Под «покоем» я подразумеваю относительную цельность нервной системы. Сохранность. Способность обеспечивать самой себе безопасность.
Я сейчас оглядываюсь на прошлое и недоумеваю. Как я могла жить в непрекращающемся стрессе и при этом быть хорошей мамой, работать, делать карьеру, искать отношения, верить в лучшее и дышать? На какой энергии я продержалась?
Когда я так резко меняла жизнь и переезжала внезапно на другой край земли, моя психотерапевтка говорила, что счастье — это умение, которому мне надо будет учиться с нуля. Не бывает так, что живёшь много лет в хаосе дисфункциональных отношений, а потом — как Золушка на бал, неузнаваемая и роскошная. Это не так работает.
Счастье — это навык, которым я ранее не владела, мне его ещё осваивать и осваивать. Опытный в нелюбви — неофит в любви. Я учусь…
Не загонять себя. Не истязать себя. Не ставить себя постоянно под сомнение. Защищать границы. Мысленно давать сдачи. Отрывать глаза от компьютера, когда вскипает от работы мозг.
Ещё три недели, и по всему Нью-Йорку распустятся магнолии, огромные, чрезмерные, душистые.
Я раньше больше прочих цветов ценила пионы с их неуместной летней роскошью, с их напоминанием о даче, о детстве, о бабушке, подстригающей листья на раскладном стульчике, о моей Покровке.
А теперь вот — магнолии, бабушка от них бы сошла с ума.
Гляди, ба. Много лет прошло с тех пор, как мы с тобой виделись последний раз. Ты, наверное, удивилась бы мне сейчас. Удивилась бы и моей дочери, моей С., которая взрослеет в своей этой нью-йоркской школе.
Птичий язык
Если бы он был способен воспринимать её речь, если бы хоть одно её слово точно переводилось на его хищный птичий язык, то между ними выросли бы миры.
Один мир, возможно, назывался бы дружба. Она бы могла позвонить ему как-то вечером уставшая, после часа пик в метро, еле стоящая на ногах. И он бы отвечал, и его фразы не прожигали бы тонкую поверхность её сердца, а, наоборот, лечили бы, помогали бы зарасти ранам, которые они нанесли друг другу в прошлом. Он бы мог поднять трубку на другом конце света, и было бы слышно, как он затягивается своей дурацкой крепкой сигаретой с коротким фильтром, и между ними случился бы диалог.

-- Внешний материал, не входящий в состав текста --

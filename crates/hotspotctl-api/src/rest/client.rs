// RouterOS REST HTTP client
//
// Wraps `reqwest::Client` with RouterOS URL construction, basic auth and
// error-body parsing. One instance is built per process and shared by all
// requests, so the underlying connection pool is reused across calls.

use reqwest::StatusCode;
use secrecy::{ExposeSecret, SecretString};
use serde::de::DeserializeOwned;
use tracing::{debug, trace};
use url::Url;

use crate::error::Error;
use crate::resource::{Fields, ID_FIELD, ResourceClient, ResourcePath, Row};
use crate::rest::models::{ListBody, RestErrorBody};
use crate::transport::TransportConfig;

/// HTTP client for the RouterOS REST API.
pub struct RestClient {
    http: reqwest::Client,
    base_url: Url,
    username: String,
    password: SecretString,
}

impl RestClient {
    /// Create a new REST client from a `TransportConfig`.
    ///
    /// The `base_url` is the router root, e.g. `https://192.168.88.1`.
    /// No request is made until the first call.
    pub fn new(
        base_url: Url,
        username: String,
        password: SecretString,
        transport: &TransportConfig,
    ) -> Result<Self, Error> {
        let http = transport.build_client()?;
        Ok(Self::with_client(http, base_url, username, password))
    }

    /// Create a REST client with a pre-built `reqwest::Client`.
    pub fn with_client(
        http: reqwest::Client,
        base_url: Url,
        username: String,
        password: SecretString,
    ) -> Self {
        Self {
            http,
            base_url,
            username,
            password,
        }
    }

    // ── URL builders ─────────────────────────────────────────────────

    /// `{base}/rest/{path}`
    fn collection_url(&self, path: ResourcePath) -> Result<Url, Error> {
        let full = format!(
            "{}/rest/{}",
            self.base_url.as_str().trim_end_matches('/'),
            path.as_str()
        );
        Ok(Url::parse(&full)?)
    }

    /// `{base}/rest/{path}/{id}` -- ids look like `*1A`, which are path-safe.
    fn record_url(&self, path: ResourcePath, id: &str) -> Result<Url, Error> {
        let full = format!(
            "{}/rest/{}/{}",
            self.base_url.as_str().trim_end_matches('/'),
            path.as_str(),
            id
        );
        Ok(Url::parse(&full)?)
    }

    // ── Request helpers ──────────────────────────────────────────────

    /// Attach credentials, send, and turn non-2xx replies into errors.
    /// Returns the raw response body on success.
    async fn send(&self, req: reqwest::RequestBuilder) -> Result<String, Error> {
        let resp = req
            .basic_auth(&self.username, Some(self.password.expose_secret()))
            .send()
            .await?;

        let status = resp.status();
        let body = resp.text().await?;
        trace!(status = status.as_u16(), body_len = body.len(), "response");

        if status == StatusCode::UNAUTHORIZED {
            return Err(Error::Authentication {
                message: "router rejected the username or password".into(),
            });
        }

        if !status.is_success() {
            return Err(parse_error_body(status, &body));
        }

        Ok(body)
    }

    fn decode<T: DeserializeOwned>(body: &str) -> Result<T, Error> {
        serde_json::from_str(body).map_err(|e| Error::Deserialization {
            message: e.to_string(),
            body: body.to_owned(),
        })
    }
}

fn parse_error_body(status: StatusCode, body: &str) -> Error {
    let parsed: Option<RestErrorBody> = serde_json::from_str(body).ok();
    let (message, detail) = match parsed {
        Some(err) => (
            err.message
                .unwrap_or_else(|| status.canonical_reason().unwrap_or("error").to_owned()),
            err.detail,
        ),
        None => (
            status.canonical_reason().unwrap_or("error").to_owned(),
            (!body.trim().is_empty()).then(|| body.trim().to_owned()),
        ),
    };
    Error::Trap {
        status: status.as_u16(),
        message,
        detail,
    }
}

impl ResourceClient for RestClient {
    async fn list(&self, path: ResourcePath) -> Result<Vec<Row>, Error> {
        let url = self.collection_url(path)?;
        debug!("GET {}", url);

        let body = self.send(self.http.get(url)).await?;
        let listing: ListBody = Self::decode(&body)?;
        Ok(listing.into_rows())
    }

    async fn add(&self, path: ResourcePath, fields: &Fields) -> Result<Option<String>, Error> {
        let url = self.collection_url(path)?;
        debug!("PUT {}", url);

        let body = self.send(self.http.put(url).json(fields)).await?;
        if body.trim().is_empty() {
            return Ok(None);
        }
        let created: Row = Self::decode(&body)?;
        Ok(created
            .get(ID_FIELD)
            .and_then(serde_json::Value::as_str)
            .map(str::to_owned))
    }

    async fn set(&self, path: ResourcePath, id: &str, fields: &Fields) -> Result<(), Error> {
        let url = self.record_url(path, id)?;
        debug!("PATCH {}", url);

        self.send(self.http.patch(url).json(fields)).await?;
        Ok(())
    }

    async fn remove(&self, path: ResourcePath, id: &str) -> Result<(), Error> {
        let url = self.record_url(path, id)?;
        debug!("DELETE {}", url);

        self.send(self.http.delete(url)).await?;
        Ok(())
    }
}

Она бы рассказала, что жизнь в Нью-Йорке не всегда покрыта сахарной коркой, а он бы напомнил, что Москва и вовсе горькая. Они бы, может, молчали в телефон и прислушивались к дыханию, но по проводам бы скользила способность услышать и быть услышанной.
Когда-то они были близки. И язык был им не нужен вовсе, понимали друг друга и без слов, и над их головами без шапок шелестели московские тополя, сырые после дождя.
Если бы только время не лишило их возможности понимать друг друга, не сделало бы их немыми, то между ними выросли бы парижи, римы и праги поддержки.